Hacker News new | past | comments | ask | show | jobs | submit login

Is there some single page that keeps a running status of the various LLVM's and the software to make them runnable on consumer hardware?



Hi! Funnily enough I couldn't find much on it either, so that's exactly what I've been working on for the past few months: just in case this kind of question got asked.

I've recently opened a GitHub repository which includes information for both AI model series[0] and frontends you can use to run them[1]. I've wrote a Reddit post beforehand that's messier, but a lot more technical[2].

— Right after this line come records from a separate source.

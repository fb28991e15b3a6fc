//! Event Source
//!
//! An embeddable event-sourcing framework: aggregates change state only by
//! applying events, events are appended to a per-aggregate log and fanned
//! out on an in-process bus, and state is rebuilt from a snapshot plus the
//! events appended after it.
//!
//! # Features
//!
//! - **Covariant dispatch**: a handler for an event type also fires for
//!   events extending it
//! - **Completion**: a completion event closes an aggregate for good
//! - **Buffered appends**: one writer thread per repository, 1 MiB buffer
//!   per entity, debounced idle flush
//! - **Snapshots**: atomic replace, replay only what came after
//! - **Event bus**: bounded ring buffer with backpressure, one worker per
//!   subscriber
//!
//! # Modules
//!
//! - `types`: events, the completion marker and the message envelope
//! - `registry`: handler tables and dispatch
//! - `aggregate`: aggregate roots and sub-aggregates
//! - `event_store`: the file-backed repository
//! - `bus`: the publish/subscribe event bus
//! - `utils`: atomic file writes
//!
//! # Example
//!
//! ```no_run
//! use event_source::{
//!     Aggregate, DomainEvent, Event, EventBus, HandlerTable, Handles, Repository,
//!     RepositoryConfig,
//! };
//! use serde::{Deserialize, Serialize};
//!
//! #[derive(Debug, Clone, Serialize, Deserialize)]
//! struct Deposited {
//!     amount: u64,
//! }
//! impl Event for Deposited {}
//!
//! #[derive(Debug, Clone, Serialize, Deserialize)]
//! enum AccountEvent {
//!     Deposited(Deposited),
//! }
//! impl DomainEvent for AccountEvent {
//!     fn as_event(&self) -> &dyn Event {
//!         match self {
//!             AccountEvent::Deposited(e) => e,
//!         }
//!     }
//! }
//!
//! #[derive(Debug, Default, Serialize, Deserialize)]
//! struct Account {
//!     balance: u64,
//! }
//! impl Handles for Account {
//!     fn register_handlers(table: &mut HandlerTable<Self>) {
//!         table.on(|account: &mut Account, e: &Deposited| account.balance += e.amount);
//!     }
//! }
//! impl Aggregate for Account {
//!     type Event = AccountEvent;
//!     type Sub = ();
//! }
//!
//! fn main() -> event_source::Result<()> {
//!     let bus = EventBus::default();
//!     let repo = Repository::open(RepositoryConfig::new("data", "accounts"), |_| Account::default())?
//!         .with_bus(&bus);
//!
//!     let account = repo.new_instance("acc-1")?;
//!     account.lock().apply(AccountEvent::Deposited(Deposited { amount: 10 }))?;
//!
//!     repo.close()?;
//!     bus.close()
//! }
//! ```

pub mod aggregate;
pub mod bus;
pub mod error;
pub mod event_store;
pub mod registry;
pub mod types;
pub mod utils;

// Re-export commonly used items at crate root
pub use aggregate::{
    Aggregate, AggregateRoot, EventSink, SubAggregate, SubAggregates, SubEntity, SubHandle,
};
pub use bus::{EventBus, EventBusConfig, Subscriber, SubscriptionId, WeakEventBus};
pub use error::{Error, Result};
pub use event_store::{Repository, RepositoryConfig, SharedAggregate, SnapshotInfo, WriteFailure};
pub use registry::{DispatchError, DispatchOutcome, HandlerRegistry, HandlerTable, Handles};
pub use types::{
    is_completion, lineage, Completed, DomainEvent, Event, EventMessage, EventMeta, Message,
};

/// Library version
pub const VERSION: &str = env!("CARGO_PKG_VERSION");

/// Library name
pub const NAME: &str = env!("CARGO_PKG_NAME");
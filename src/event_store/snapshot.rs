//! Snapshot files: `[u64 big-endian log_offset][serde_json AggregateRoot]`
//!
//! `log_offset` is the event file length at the time the snapshot was taken;
//! loading replays only the records after it.

use std::fs;
use std::io::{self, Write};
use std::path::Path;

use serde::{Deserialize, Serialize};

use crate::aggregate::{Aggregate, AggregateRoot};
use crate::error::{Error, Result};
use crate::utils::atomic_write_with;

/// Size of the offset header
const OFFSET_LEN: usize = 8;

/// Where a snapshot was taken
#[derive(Debug, Clone, PartialEq, Eq, Serialize, Deserialize)]
pub struct SnapshotInfo {
    pub id: String,
    /// Event file length covered by the snapshot
    pub log_offset: u64,
}

/// Atomically replace the snapshot at `path`
pub(crate) fn write_snapshot<A: Aggregate>(
    path: &Path,
    root: &AggregateRoot<A>,
    log_offset: u64,
) -> Result<()> {
    let body = serde_json::to_vec(root)?;
    atomic_write_with(path, |file| {
        file.write_all(&log_offset.to_be_bytes())?;
        file.write_all(&body)
    })?;
    Ok(())
}

/// Read a snapshot; `None` if the file does not exist
pub(crate) fn read_snapshot<A: Aggregate>(
    path: &Path,
    id: &str,
) -> Result<Option<(u64, AggregateRoot<A>)>> {
    let bytes = match fs::read(path) {
        Ok(bytes) => bytes,
        Err(e) if e.kind() == io::ErrorKind::NotFound => return Ok(None),
        Err(e) => return Err(e.into()),
    };

    if bytes.len() < OFFSET_LEN {
        return Err(Error::corrupted(
            id,
            format!("snapshot is {} bytes, shorter than its header", bytes.len()),
        ));
    }

    let (header, body) = bytes.split_at(OFFSET_LEN);
    let mut offset = [0u8; OFFSET_LEN];
    offset.copy_from_slice(header);
    let log_offset = u64::from_be_bytes(offset);

    let root: AggregateRoot<A> = serde_json::from_slice(body)
        .map_err(|e| Error::corrupted(id, format!("snapshot body: {e}")))?;
    if root.id() != id {
        return Err(Error::corrupted(
            id,
            format!("snapshot belongs to aggregate {}", root.id()),
        ));
    }

    Ok(Some((log_offset, root)))
}
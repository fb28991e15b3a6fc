//! Event Bus Integration Tests
//!
//! Tests for publish/subscribe including:
//! - Per-subscriber ordering and a shared total order
//! - Covariant handler matching
//! - Unsubscribe, drain on close and shutdown timeout
//! - Backpressure without loss

mod common;

use std::sync::mpsc;
use std::sync::Arc;
use std::thread;
use std::time::Duration;

use event_source::{
    Completed, Error, Event, EventBus, EventBusConfig, EventMessage, EventMeta, HandlerTable,
    Handles, Message,
};

use common::{finish, increment, init_tracing, CounterEvent, Finished, Incremented};

/// Forwards every increment it sees
struct Recorder(mpsc::Sender<u64>);

impl Handles for Recorder {
    fn register_handlers(table: &mut HandlerTable<Self>) {
        table.on(|r: &mut Recorder, e: &Incremented| {
            let _ = r.0.send(e.by);
        });
    }
}

/// Handles only the completion marker
struct CompletionWatcher(mpsc::Sender<&'static str>);

impl Handles for CompletionWatcher {
    fn register_handlers(table: &mut HandlerTable<Self>) {
        table
            .on(|w: &mut CompletionWatcher, _: &Completed| {
                let _ = w.0.send("completed");
            })
            .on(|w: &mut CompletionWatcher, _: &Finished| {
                let _ = w.0.send("finished");
            });
    }
}

/// Forwards the type name of every event, whatever its type
struct Forwarder(mpsc::Sender<String>);

impl Handles for Forwarder {
    fn register_handlers(table: &mut HandlerTable<Self>) {
        table.on_any(|f: &mut Forwarder, e: &dyn Event, _meta: &EventMeta| {
            let name = e.type_name().rsplit("::").next().unwrap_or_default();
            let _ = f.0.send(name.to_string());
        });
    }
}

/// Sleeps in its handler to lag behind publishers
struct SlowRecorder(mpsc::Sender<u64>, Duration);

impl Handles for SlowRecorder {
    fn register_handlers(table: &mut HandlerTable<Self>) {
        table.on(|r: &mut SlowRecorder, e: &Incremented| {
            thread::sleep(r.1);
            let _ = r.0.send(e.by);
        });
    }
}

/// Blocks its handler until released
struct Stuck(Arc<parking_lot::Mutex<()>>);

impl Handles for Stuck {
    fn register_handlers(table: &mut HandlerTable<Self>) {
        table.on(|s: &mut Stuck, _: &Incremented| {
            let _guard = s.0.lock();
        });
    }
}

fn message(event: CounterEvent) -> Arc<dyn Message> {
    Arc::new(EventMessage::new(event))
}

#[test]
fn test_events_arrive_in_publish_order() {
    init_tracing();
    let bus = EventBus::default();
    let (tx_a, rx_a) = mpsc::channel();
    let (tx_b, rx_b) = mpsc::channel();
    bus.subscribe(Recorder(tx_a)).unwrap();
    bus.subscribe(Recorder(tx_b)).unwrap();

    bus.publish([message(increment(1)), message(increment(2))]).unwrap();
    bus.close().unwrap();

    assert_eq!(rx_a.try_iter().collect::<Vec<_>>(), vec![1, 2]);
    assert_eq!(rx_b.try_iter().collect::<Vec<_>>(), vec![1, 2]);
}

#[test]
fn test_concurrent_publishers_share_one_total_order() {
    let bus = EventBus::default();
    let (tx_a, rx_a) = mpsc::channel();
    let (tx_b, rx_b) = mpsc::channel();
    bus.subscribe(Recorder(tx_a)).unwrap();
    bus.subscribe(Recorder(tx_b)).unwrap();

    let publishers: Vec<_> = (0..4u64)
        .map(|p| {
            let bus = bus.clone();
            thread::spawn(move || {
                for n in 0..100u64 {
                    bus.publish_event(increment(p * 1000 + n)).unwrap();
                }
            })
        })
        .collect();
    for p in publishers {
        p.join().unwrap();
    }
    bus.close().unwrap();

    let a: Vec<_> = rx_a.try_iter().collect();
    let b: Vec<_> = rx_b.try_iter().collect();
    assert_eq!(a.len(), 400);
    assert_eq!(a, b);

    // Each publisher's own events stay in order
    for p in 0..4u64 {
        let own: Vec<_> = a.iter().copied().filter(|v| v / 1000 == p).collect();
        let mut sorted = own.clone();
        sorted.sort_unstable();
        assert_eq!(own, sorted);
    }
}

#[test]
fn test_supertype_handler_fires_for_subtype() {
    let bus = EventBus::default();
    let (tx, rx) = mpsc::channel();
    bus.subscribe(CompletionWatcher(tx)).unwrap();

    bus.publish_event(finish("done")).unwrap();
    bus.publish_event(increment(1)).unwrap();
    bus.close().unwrap();

    let mut seen: Vec<_> = rx.try_iter().collect();
    seen.sort_unstable();
    assert_eq!(seen, vec!["completed", "finished"]);
}

#[test]
fn test_catch_all_subscriber_sees_every_event() {
    let bus = EventBus::default();
    let (tx, rx) = mpsc::channel();
    bus.subscribe(Forwarder(tx)).unwrap();

    bus.publish_event(increment(1)).unwrap();
    bus.publish_event(finish("done")).unwrap();
    bus.close().unwrap();

    assert_eq!(
        rx.try_iter().collect::<Vec<_>>(),
        vec!["Incremented".to_string(), "Finished".to_string()]
    );
}

#[test]
fn test_unsubscribed_listener_stops_receiving() {
    let bus = EventBus::default();
    let (tx, rx) = mpsc::channel();
    let id = bus.subscribe(Recorder(tx)).unwrap();

    bus.publish_event(increment(1)).unwrap();
    thread::sleep(Duration::from_millis(100));
    assert!(bus.unsubscribe(id));
    assert!(!bus.unsubscribe(id));

    bus.publish_event(increment(2)).unwrap();
    bus.close().unwrap();

    assert_eq!(rx.try_iter().collect::<Vec<_>>(), vec![1]);
}

#[test]
fn test_late_subscriber_sees_only_later_events() {
    let bus = EventBus::default();
    bus.publish_event(increment(1)).unwrap();

    let (tx, rx) = mpsc::channel();
    bus.subscribe(Recorder(tx)).unwrap();
    bus.publish_event(increment(2)).unwrap();
    bus.close().unwrap();

    assert_eq!(rx.try_iter().collect::<Vec<_>>(), vec![2]);
}

#[test]
fn test_full_ring_applies_backpressure_without_loss() {
    let bus = EventBus::new(EventBusConfig::default().with_capacity(4));
    let (tx, rx) = mpsc::channel();
    bus.subscribe(SlowRecorder(tx, Duration::from_millis(2))).unwrap();

    for n in 0..40 {
        bus.publish_event(increment(n)).unwrap();
    }
    bus.close().unwrap();

    assert_eq!(rx.try_iter().collect::<Vec<_>>(), (0..40).collect::<Vec<_>>());
}

#[test]
fn test_close_drains_queued_events() {
    let bus = EventBus::default();
    let (tx, rx) = mpsc::channel();
    bus.subscribe(SlowRecorder(tx, Duration::from_millis(5))).unwrap();

    for n in 0..20 {
        bus.publish_event(increment(n)).unwrap();
    }
    bus.close().unwrap();

    assert_eq!(rx.try_iter().count(), 20);
}

#[test]
fn test_publish_after_close_is_rejected() {
    let bus = EventBus::default();
    bus.close().unwrap();

    assert!(bus.is_closed());
    assert!(matches!(bus.publish_event(increment(1)), Err(Error::BusClosed)));
    assert!(matches!(
        bus.subscribe(Recorder(mpsc::channel().0)),
        Err(Error::BusClosed)
    ));
    bus.close().unwrap();
}

#[test]
fn test_close_times_out_on_stuck_subscriber() {
    let bus = EventBus::new(
        EventBusConfig::default().with_shutdown_timeout(Duration::from_millis(100)),
    );
    let gate = Arc::new(parking_lot::Mutex::new(()));
    let held = gate.lock();
    bus.subscribe(Stuck(gate.clone())).unwrap();

    bus.publish_event(increment(1)).unwrap();
    let result = bus.close();
    assert!(matches!(result, Err(Error::ShutdownTimeout { pending: 1 })));

    drop(held);
}
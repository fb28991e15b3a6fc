//! Shared fixtures: a counter aggregate and tracing setup
#![allow(dead_code)]

use std::path::Path;
use std::time::Duration;

use event_source::{
    Aggregate, Completed, DomainEvent, Event, HandlerTable, Handles, Repository, RepositoryConfig,
};
use serde::{Deserialize, Serialize};
use tracing_subscriber::EnvFilter;

/// Install a test subscriber once; `RUST_LOG=event_source=debug` to see logs
pub fn init_tracing() {
    let _ = tracing_subscriber::fmt()
        .with_env_filter(EnvFilter::from_default_env())
        .with_test_writer()
        .try_init();
}

#[derive(Debug, Clone, PartialEq, Serialize, Deserialize)]
pub struct Incremented {
    pub by: u64,
}

impl Event for Incremented {}

/// Terminal event
#[derive(Debug, Clone, PartialEq, Serialize, Deserialize)]
pub struct Finished {
    pub reason: String,
}

impl Event for Finished {
    fn parent(&self) -> Option<&dyn Event> {
        Some(&Completed)
    }
}

#[derive(Debug, Clone, PartialEq, Serialize, Deserialize)]
#[serde(tag = "type", content = "data")]
pub enum CounterEvent {
    Incremented(Incremented),
    Finished(Finished),
}

impl DomainEvent for CounterEvent {
    fn as_event(&self) -> &dyn Event {
        match self {
            CounterEvent::Incremented(e) => e,
            CounterEvent::Finished(e) => e,
        }
    }
}

pub fn increment(by: u64) -> CounterEvent {
    CounterEvent::Incremented(Incremented { by })
}

pub fn finish(reason: &str) -> CounterEvent {
    CounterEvent::Finished(Finished {
        reason: reason.to_string(),
    })
}

#[derive(Debug, Default, Serialize, Deserialize)]
pub struct Counter {
    pub value: u64,
    /// Value observed by the completion handler
    pub final_value: Option<u64>,
}

impl Handles for Counter {
    fn register_handlers(table: &mut HandlerTable<Self>) {
        table
            .on(|counter: &mut Counter, e: &Incremented| counter.value += e.by)
            .on(|counter: &mut Counter, _: &Finished| counter.final_value = Some(counter.value));
    }
}

impl Aggregate for Counter {
    type Event = CounterEvent;
    type Sub = ();
}

pub fn config(dir: &Path) -> RepositoryConfig {
    RepositoryConfig::new(dir, "counters")
}

pub fn open(dir: &Path) -> Repository<Counter> {
    Repository::open(config(dir), |_| Counter::default()).unwrap()
}

/// Open with a short idle flush so tests need not wait long
pub fn open_fast(dir: &Path) -> Repository<Counter> {
    let config = config(dir).with_idle_flush(Duration::from_millis(20));
    Repository::open(config, |_| Counter::default()).unwrap()
}
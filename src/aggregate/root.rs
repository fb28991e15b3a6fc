//! Aggregate root: identity, completion and the apply path

use std::fmt;
use std::sync::{Arc, Weak};

use serde::{Deserialize, Serialize};

use crate::bus::WeakEventBus;
use crate::error::{Error, Result};
use crate::registry::{DispatchOutcome, HandlerRegistry};
use crate::types::{is_completion, DomainEvent, EventMessage};

use super::{Aggregate, EventSink, SubEntity, SubHandle};

/// An aggregate instance: id, completion flag, state and its attachments.
///
/// Only `id`, `completed` and `state` are serialized into snapshots. The
/// repository and bus references are non-owning and re-bound on load.
#[derive(Serialize, Deserialize)]
#[serde(bound = "")]
pub struct AggregateRoot<A: Aggregate> {
    id: String,
    completed: bool,
    state: A,
    #[serde(skip)]
    repository: Option<Weak<dyn EventSink<A::Event>>>,
    #[serde(skip)]
    bus: Option<WeakEventBus>,
}

impl<A: Aggregate> AggregateRoot<A> {
    /// Create a detached aggregate
    pub fn new(id: impl Into<String>, state: A) -> Self {
        Self {
            id: id.into(),
            completed: false,
            state,
            repository: None,
            bus: None,
        }
    }

    pub fn id(&self) -> &str {
        &self.id
    }

    pub fn state(&self) -> &A {
        &self.state
    }

    /// Logically closed: no further events are applied or persisted
    pub fn is_completed(&self) -> bool {
        self.completed || self.state.is_complete()
    }

    /// Register handler tables for the aggregate and its sub-aggregate type,
    /// and bind sub-aggregate back-references.
    pub fn init(&mut self) {
        let registry = HandlerRegistry::global();
        registry.register::<A>();
        registry.register::<A::Sub>();

        let id = self.id.clone();
        if let Some(subs) = self.state.sub_aggregates_mut() {
            subs.bind_owner(&id);
        }
    }

    /// Bind the repository and bus this aggregate forwards events to
    pub fn attach(
        &mut self,
        repository: Option<Weak<dyn EventSink<A::Event>>>,
        bus: Option<WeakEventBus>,
    ) {
        self.repository = repository;
        self.bus = bus;
    }

    pub fn is_attached(&self) -> bool {
        self.repository.is_some() || self.bus.is_some()
    }

    /// Apply an event: dispatch to handlers, then persist and publish it.
    ///
    /// A no-op once the aggregate is completed. Handler failures are
    /// reported in the returned outcome and do not stop the event. A
    /// persistence failure is returned after publication was attempted.
    pub fn apply(&mut self, event: impl Into<EventMessage<A::Event>>) -> Result<DispatchOutcome> {
        let mut event = event.into();
        if self.is_completed() {
            tracing::trace!(aggregate_id = %self.id, "ignoring event for completed aggregate");
            return Ok(DispatchOutcome::default());
        }

        let outcome = self.dispatch(&event);
        if is_completion(event.payload().as_event()) {
            self.completed = true;
            tracing::debug!(aggregate_id = %self.id, "aggregate completed");
        }

        if !self.is_attached() {
            return Ok(outcome);
        }
        event.stamp(&self.id);

        let persisted = match &self.repository {
            Some(repository) => match repository.upgrade() {
                Some(repository) => repository.add_event(&self.id, &event),
                None => Err(Error::Closed),
            },
            None => Ok(()),
        };

        if let Some(bus) = &self.bus {
            if let Err(e) = bus.publish_one(Arc::new(event)) {
                tracing::warn!(aggregate_id = %self.id, error = %e, "failed to publish event");
            }
        }

        persisted.map(|()| outcome)
    }

    /// Register a sub-aggregate with this aggregate.
    ///
    /// Returns `None` if the aggregate does not hold sub-aggregates.
    pub fn register_sub_aggregate(
        &mut self,
        id: impl Into<String>,
        state: A::Sub,
    ) -> Option<SubHandle> {
        HandlerRegistry::global().register::<A::Sub>();
        let owner = self.id.clone();
        let subs = self.state.sub_aggregates_mut()?;
        subs.bind_owner(&owner);
        Some(subs.register(id, state))
    }

    /// Remove a sub-aggregate; `None` if it was not registered
    pub fn unregister_sub_aggregate(&mut self, handle: SubHandle) -> Option<SubEntity<A::Sub>> {
        self.state.sub_aggregates_mut()?.unregister(handle)
    }

    pub fn sub_aggregate(&self, handle: SubHandle) -> Option<&SubEntity<A::Sub>> {
        self.state.sub_aggregates()?.get(handle)
    }

    pub fn sub_aggregate_count(&self) -> usize {
        self.state.sub_aggregates().map_or(0, |subs| subs.len())
    }

    /// Own handlers first, then every sub-aggregate in registration order
    fn dispatch(&mut self, event: &EventMessage<A::Event>) -> DispatchOutcome {
        let registry = HandlerRegistry::global();
        let payload = event.payload().as_event();

        let mut outcome = registry.dispatch(&mut self.state, payload, event.meta());
        if let Some(subs) = self.state.sub_aggregates_mut() {
            let table = registry.table::<A::Sub>();
            for sub in subs.iter_mut() {
                outcome.merge(table.dispatch(sub.state_mut(), payload, event.meta()));
            }
        }
        outcome
    }
}

impl<A> fmt::Debug for AggregateRoot<A>
where
    A: Aggregate + fmt::Debug,
{
    fn fmt(&self, f: &mut fmt::Formatter<'_>) -> fmt::Result {
        f.debug_struct("AggregateRoot")
            .field("id", &self.id)
            .field("completed", &self.completed)
            .field("state", &self.state)
            .field("attached", &self.is_attached())
            .finish()
    }
}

I try to keep them as up-to-date as possible, but I might've missed something or my info may not be completely accurate. It's mostly to help get people's feet wet.

[0] - https://github.com/Crataco/ai-guide/blob/main/guide/models.m...

[1] - https://github.com/Crataco/ai-guide/blob/main/guide/frontend...

[2] - https://old.reddit.com/user/Crataco/comments/zuowi9/opensour...


consumer hardware is a bit vague of a limitation, which I guess it's partly why people are not tracking precisely what runs on what very closely

these could be useful:

https://nixified.ai

https://github.com/Crataco/ai-guide/blob/main/guide/models.m... -> https://old.reddit.com/user/Crataco/comments/zuowi9/opensour...

https://github.com/cocktailpeanut/dalai

the 4-bit quantized version of LLaMA 13B runs on my laptop without a dedicated GPU and I guess the same would apply to quantized vicuna 13B but I haven't tried that yet (converted as in this link but for 13B instead of 7B https://github.com/ggerganov/llama.cpp#usage )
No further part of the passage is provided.